Associations versus service public
Dans le dernier numéro de Socialisme et démocratie jeunes, un article consacré à
la politique associative a particulièrement retenu mon attention. Son auteur
estime que le secteur associatif peut souvent remplacer avantageusement le «
service public nationalisé » dans la mesure ou il s’avèrerait à la fois plus
proche du « terrain » et plus efficace. Selon lui, l’origine de cette
supériorité se trouverait dans la concurrence des associations qui les
pousserait à faire « sans arrêt la preuve de leur utilité et de leur efficacité
».
L’auteur conclut son analyse en appelant à un partenariat renforcé
Etat / associations qui accorderait davantage de place au secteur associatif
dans des domaines aussi divers que « l’éducation », « l’insertion », les «
structures médicales »… Ces associations, tout en étant subventionnées,
constitueraient de véritables « contre-pouvoirs » fondés sur « l’assentiment
populaire ». Indépendante de l’Etat tout en recevant ses subventions, elles ne
devraient pas l’être de l’action politique institutionnelle. L’auteur désigne
alors son « principal adversaire » comme étant le discours de ceux qui prônent «
la rupture avec le politique », tout en « s’occupant de sujets politiques
».
Les arguments développés par notre camarade de Socialisme et
démocratie me semblent particulièrement dangereux et contraires à la fois au
socialisme et à la démocratie.
En premier lieu, l’argument de
l’inefficacité du service public est totalement fallacieux. Qu’est-ce que
l’efficacité ? Je me souviens que lorsque la droite a proposé d’instaurer la
prime au « mérite » pour les fonctionnaires, les syndicats ont aussitôt fait
valoir les limites d’un tel système. Comment juger de l’efficacité d’un
fonctionnaire de police, d’un médecin ou d’un enseignant ? Car le service public
n’est pas la production mécanique d’un bien standardisé, comme une automobile :
c’est avant tout la création d’un lien social dont la valeur n’est pas
directement mesurable. Est-ce qu’un agent de police qui joue les conciliateurs
dans un immeuble en banlieue est moins efficace que celui qui procède à des
arrestations à tour de bras ?
Se contenter d’affirmer que les
associations sont plus proche du « terrain » que les agents des services publics
est un peu court. Les enseignants, les fonctionnaires de polices, les
assistantes sociales et même les employés des postes sont souvent bien mieux
immergés dans la société et bien davantage confrontés aux problèmes sociaux que
l’association caritative de madame la baronne. Il y a d’ailleurs de bonnes
raisons à cela. Les associations sont libres de leur choix quant à leur activité
et leur implantation.

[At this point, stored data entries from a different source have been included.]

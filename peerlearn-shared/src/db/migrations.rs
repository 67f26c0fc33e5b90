/// Database migration runner
///
/// The schema lives in `migrations/` at the workspace root and is embedded at
/// compile time through [`MIGRATOR`]. Files are plain forward migrations named
/// `{timestamp}_{name}.sql`.
///
/// # Example
///
/// ```no_run
/// use peerlearn_shared::db::pool::{create_pool, DatabaseConfig};
/// use peerlearn_shared::db::migrations::{get_migration_status, run_migrations};
///
/// # async fn example() -> Result<(), Box<dyn std::error::Error>> {
/// let pool = create_pool(DatabaseConfig {
///     url: std::env::var("DATABASE_URL")?,
///     ..Default::default()
/// })
/// .await?;
///
/// run_migrations(&pool).await?;
/// let status = get_migration_status(&pool).await?;
/// assert!(status.is_up_to_date);
/// # Ok(())
/// # }
/// ```

use sqlx::{migrate::MigrateDatabase, migrate::Migrator, postgres::PgPool, Postgres};
use tracing::{debug, info, warn};

/// Embedded migrations (path is relative to this crate's manifest)
pub static MIGRATOR: Migrator = sqlx::migrate!("../migrations");

/// Migration status information
#[derive(Debug, Clone)]
pub struct MigrationStatus {
    /// Number of migrations that have been applied
    pub applied_migrations: usize,

    /// Number of migrations embedded in this binary
    pub known_migrations: usize,

    /// Latest applied migration version (timestamp)
    pub latest_version: Option<i64>,

    /// Whether every embedded migration has been applied
    pub is_up_to_date: bool,
}

/// Runs all pending database migrations
///
/// # Errors
///
/// Returns an error if a migration fails to apply or a previously applied
/// migration has been edited (checksum mismatch).
pub async fn run_migrations(pool: &PgPool) -> Result<(), sqlx::migrate::MigrateError> {
    info!(known = MIGRATOR.iter().count(), "Starting database migrations");

    match MIGRATOR.run(pool).await {
        Ok(()) => {
            info!("All database migrations completed successfully");
            Ok(())
        }
        Err(e) => {
            warn!("Migration failed: {}", e);
            Err(e)
        }
    }
}

/// Gets the current migration status
pub async fn get_migration_status(pool: &PgPool) -> Result<MigrationStatus, sqlx::Error> {
    debug!("Checking migration status");

    let known_migrations = MIGRATOR.iter().count();

    let table_exists: bool = sqlx::query_scalar(
        "SELECT EXISTS (
            SELECT FROM information_schema.tables
            WHERE table_schema = 'public'
            AND table_name = '_sqlx_migrations'
        )",
    )
    .fetch_one(pool)
    .await?;

    if !table_exists {
        debug!("Migrations table does not exist yet");
        return Ok(MigrationStatus {
            applied_migrations: 0,
            known_migrations,
            latest_version: None,
            is_up_to_date: known_migrations == 0,
        });
    }

    let (count, latest_version): (i64, Option<i64>) = sqlx::query_as(
        "SELECT COUNT(*), MAX(version)
         FROM _sqlx_migrations
         WHERE success = true",
    )
    .fetch_one(pool)
    .await?;

    let applied_migrations = count as usize;

    debug!(
        applied_migrations,
        known_migrations,
        latest_version = ?latest_version,
        "Migration status retrieved"
    );

    Ok(MigrationStatus {
        applied_migrations,
        known_migrations,
        latest_version,
        is_up_to_date: applied_migrations >= known_migrations,
    })
}

/// Creates the database if it doesn't exist
///
/// Used by local development and the integration tests; production databases
/// are provisioned ahead of time.
pub async fn ensure_database_exists(database_url: &str) -> Result<(), sqlx::Error> {
    if !Postgres::database_exists(database_url).await? {
        info!("Database does not exist, creating it");
        Postgres::create_database(database_url).await?;
    } else {
        debug!("Database already exists");
    }

    Ok(())
}

#[cfg(test)]
mod tests {
    use super::*;

    #[test]
    fn test_migrator_embeds_schema() {
        let versions: Vec<i64> = MIGRATOR.iter().map(|m| m.version).collect();
        assert!(!versions.is_empty());

        let mut sorted = versions.clone();
        sorted.sort_unstable();
        assert_eq!(versions, sorted, "migrations must be ordered by version");
    }
}
/// Enrollment in sessions and edits that affect enrolled students
///
/// Enrolling locks the session row so the capacity check and the insert
/// happen atomically; the unique constraint on `(session_id, student_id)`
/// still catches a double enrollment that slips past the pre-check.
/// Editing a session takes the same lock, so a capacity cut and an
/// enrollment cannot interleave, and moves pending reminders with the
/// session's start time.

use chrono::{DateTime, Duration, Utc};
use sqlx::PgPool;
use tracing::info;
use uuid::Uuid;

use crate::db::violates_constraint;
use crate::models::enrollment::Enrollment;
use crate::models::reminder::{CreateReminder, Reminder};
use crate::models::session::{SessionStatus, TutoringSession, UpdateSession};
use crate::models::setting::{PlatformSetting, SettingKey};

/// Error type for enrollment
#[derive(Debug, thiserror::Error)]
pub enum EnrollmentError {
    #[error("Session not found")]
    SessionNotFound,

    #[error("Session is not open for enrollment")]
    NotScheduled,

    #[error("You cannot enroll in your own session")]
    OwnSession,

    #[error("Session is full")]
    SessionFull,

    #[error("Already enrolled in this session")]
    AlreadyEnrolled,

    #[error("Not enrolled in this session")]
    NotEnrolled,

    #[error("Database error: {0}")]
    DatabaseError(#[from] sqlx::Error),
}

/// Error type for session edits
#[derive(Debug, thiserror::Error)]
pub enum SessionEditError {
    #[error("Session not found")]
    SessionNotFound,

    #[error("Only the session's teacher can edit it")]
    NotOwner,

    #[error("Only scheduled sessions can be edited")]
    NotEditable,

    #[error("{enrolled} students are already enrolled")]
    BelowEnrolled { enrolled: i64 },

    #[error("Database error: {0}")]
    DatabaseError(#[from] sqlx::Error),
}

/// When a reminder for a session starting at `scheduled_at` fires
///
/// `lead_minutes` before the start, or `now` if that moment has passed.
pub fn reminder_time(
    scheduled_at: DateTime<Utc>,
    lead_minutes: i64,
    now: DateTime<Utc>,
) -> DateTime<Utc> {
    (scheduled_at - Duration::minutes(lead_minutes)).max(now)
}

fn reminder_title(session: &TutoringSession) -> String {
    format!("Upcoming session: {}", session.title)
}

fn reminder_body(session: &TutoringSession) -> String {
    format!(
        "Starts at {}",
        session.scheduled_at.format("%Y-%m-%d %H:%M UTC")
    )
}

/// Enrollment together with the session it is for
#[derive(Debug, Clone)]
pub struct EnrollmentOutcome {
    pub enrollment: Enrollment,
    pub session: TutoringSession,
    pub reminder: Reminder,
}

/// Enrolls a student and schedules their reminder
///
/// The reminder fires `reminder_lead_minutes` before the session starts, or
/// immediately when the session is closer than that.
pub async fn enroll(
    pool: &PgPool,
    session_id: Uuid,
    student_id: Uuid,
) -> Result<EnrollmentOutcome, EnrollmentError> {
    let mut tx = pool.begin().await?;

    let session = TutoringSession::find_for_update(&mut *tx, session_id)
        .await?
        .ok_or(EnrollmentError::SessionNotFound)?;

    if session.teacher_id == student_id {
        return Err(EnrollmentError::OwnSession);
    }
    if session.status != SessionStatus::Scheduled {
        return Err(EnrollmentError::NotScheduled);
    }

    let enrolled = Enrollment::count_for_session(&mut *tx, session_id).await?;
    if enrolled >= i64::from(session.max_students) {
        return Err(EnrollmentError::SessionFull);
    }

    let enrollment = Enrollment::insert(&mut *tx, session_id, student_id)
        .await
        .map_err(|e| {
            if violates_constraint(&e, "enrollments_session_student_key") {
                EnrollmentError::AlreadyEnrolled
            } else {
                EnrollmentError::DatabaseError(e)
            }
        })?;

    let lead = PlatformSetting::get_i64(&mut *tx, SettingKey::ReminderLeadMinutes).await?;
    let remind_at = reminder_time(session.scheduled_at, lead, Utc::now());

    let reminder = Reminder::create(
        &mut *tx,
        CreateReminder {
            user_id: student_id,
            session_id: Some(session_id),
            title: reminder_title(&session),
            body: Some(reminder_body(&session)),
            remind_at,
        },
    )
    .await?;

    tx.commit().await?;

    info!(
        session_id = %session_id,
        student_id = %student_id,
        remind_at = %remind_at,
        "Student enrolled"
    );

    Ok(EnrollmentOutcome {
        enrollment,
        session,
        reminder,
    })
}

/// Edits a scheduled session owned by `teacher_id`
///
/// Under the session row lock: refuses to drop `max_students` below the
/// current enrollment, applies the edit and, when the start time or title
/// changed, re-times the pending reminders of every enrolled student.
pub async fn update_session(
    pool: &PgPool,
    session_id: Uuid,
    teacher_id: Uuid,
    data: UpdateSession,
) -> Result<TutoringSession, SessionEditError> {
    let mut tx = pool.begin().await?;

    let current = TutoringSession::find_for_update(&mut *tx, session_id)
        .await?
        .ok_or(SessionEditError::SessionNotFound)?;

    if current.teacher_id != teacher_id {
        return Err(SessionEditError::NotOwner);
    }
    if current.status != SessionStatus::Scheduled {
        return Err(SessionEditError::NotEditable);
    }

    if let Some(max_students) = data.max_students {
        let enrolled = Enrollment::count_for_session(&mut *tx, session_id).await?;
        if i64::from(max_students) < enrolled {
            return Err(SessionEditError::BelowEnrolled { enrolled });
        }
    }

    let updated = TutoringSession::update(&mut *tx, session_id, teacher_id, data)
        .await?
        .ok_or(SessionEditError::NotEditable)?;

    let mut rescheduled = 0;
    if updated.scheduled_at != current.scheduled_at || updated.title != current.title {
        let lead = PlatformSetting::get_i64(&mut *tx, SettingKey::ReminderLeadMinutes).await?;
        rescheduled = Reminder::reschedule_unsent_for_session(
            &mut *tx,
            session_id,
            &reminder_title(&updated),
            Some(&reminder_body(&updated)),
            reminder_time(updated.scheduled_at, lead, Utc::now()),
        )
        .await?;
    }

    tx.commit().await?;

    info!(
        session_id = %session_id,
        scheduled_at = %updated.scheduled_at,
        reminders_rescheduled = rescheduled,
        "Session updated"
    );

    Ok(updated)
}

/// Removes an enrollment and the student's pending reminders for it
pub async fn unenroll(
    pool: &PgPool,
    session_id: Uuid,
    student_id: Uuid,
) -> Result<(), EnrollmentError> {
    let mut tx = pool.begin().await?;

    if !Enrollment::delete(&mut *tx, session_id, student_id).await? {
        return Err(EnrollmentError::NotEnrolled);
    }
    let dropped = Reminder::delete_unsent_for_session(&mut *tx, student_id, session_id).await?;

    tx.commit().await?;

    info!(
        session_id = %session_id,
        student_id = %student_id,
        reminders_dropped = dropped,
        "Student unenrolled"
    );

    Ok(())
}

#[cfg(test)]
mod tests {
    use super::*;
    use chrono::TimeZone;

    #[test]
    fn test_reminder_time_leads_the_session() {
        let now = Utc.with_ymd_and_hms(2026, 3, 1, 9, 0, 0).unwrap();
        let start = now + Duration::days(2);

        assert_eq!(reminder_time(start, 30, now), start - Duration::minutes(30));
    }

    #[test]
    fn test_reminder_time_clamps_to_now() {
        let now = Utc.with_ymd_and_hms(2026, 3, 1, 9, 0, 0).unwrap();
        let start = now + Duration::minutes(10);

        assert_eq!(reminder_time(start, 30, now), now);
    }
}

Si une association décide de ne plus s’occuper des
problèmes sociaux de Sarcelles, aucun élu ne pourra l’y contraindre. En revanche
les services publics d’éducation, de police, la poste, couvrent l’ensemble du
territoire national sans exclure la moindre banlieue, même les plus
difficiles.
S’appuyer davantage sur le secteur privé, déléguer aux
associations une part des prérogatives de l’Etat n’est pas faire preuve
d’efficacité en ce qui concerne le lien social. C’est au contraire prendre le
risque de voir se développer des inégalités de traitement entre certains
secteurs où le milieu associatif est riche et dynamique, et d’autres où il peut
être totalement absent. Or, permettre le développement de ces inégalités est
contraire aux principes du socialisme.
Le second danger est un danger
démocratique. Les associations sont des administrations « privées », c’est à
dire qu’elles sont régies par leurs propres règles de fonctionnement, validés
selon un processus de démocratie interne. Si un individu n’est pas satisfait du
service d’une association, il n’a pas directement le pouvoir d’en changer la
direction ou la politique. Même les adhésions sont souvent soumises à conditions
(notamment celle de payer sa cotisation). En tout état de cause, l’action d’une
association n’est pas soumise au suffrage universel, mais au suffrage de ses
seuls membres. Une démocratie fondée sur l’action d’une multitude d’associations
en concurrence, comme le prône Socialisme et démocratie serait donc une
démocratie fractionnée, réservés aux militants associatifs actifs capables de
payer une multitude de cotisations et de s’investir pleinement. Ce serait une
forme de démocratie d’activistes, une démocratie sans le peuple, c’est à dire
une démocratie sans démocratie.
Nous pouvons donc conclure que les
propositions prônées par notre camarade de Socialisme et démocratie sont à la
fois contraire aux principes du socialisme, en raison du risque qu’elles font
peser sur le développement des inégalités, et de ceux de la démocratie, en
substituant à l’action de l’Etat soumise au suffrage universel, une action
associative, soumise à la seule loi de ses membres.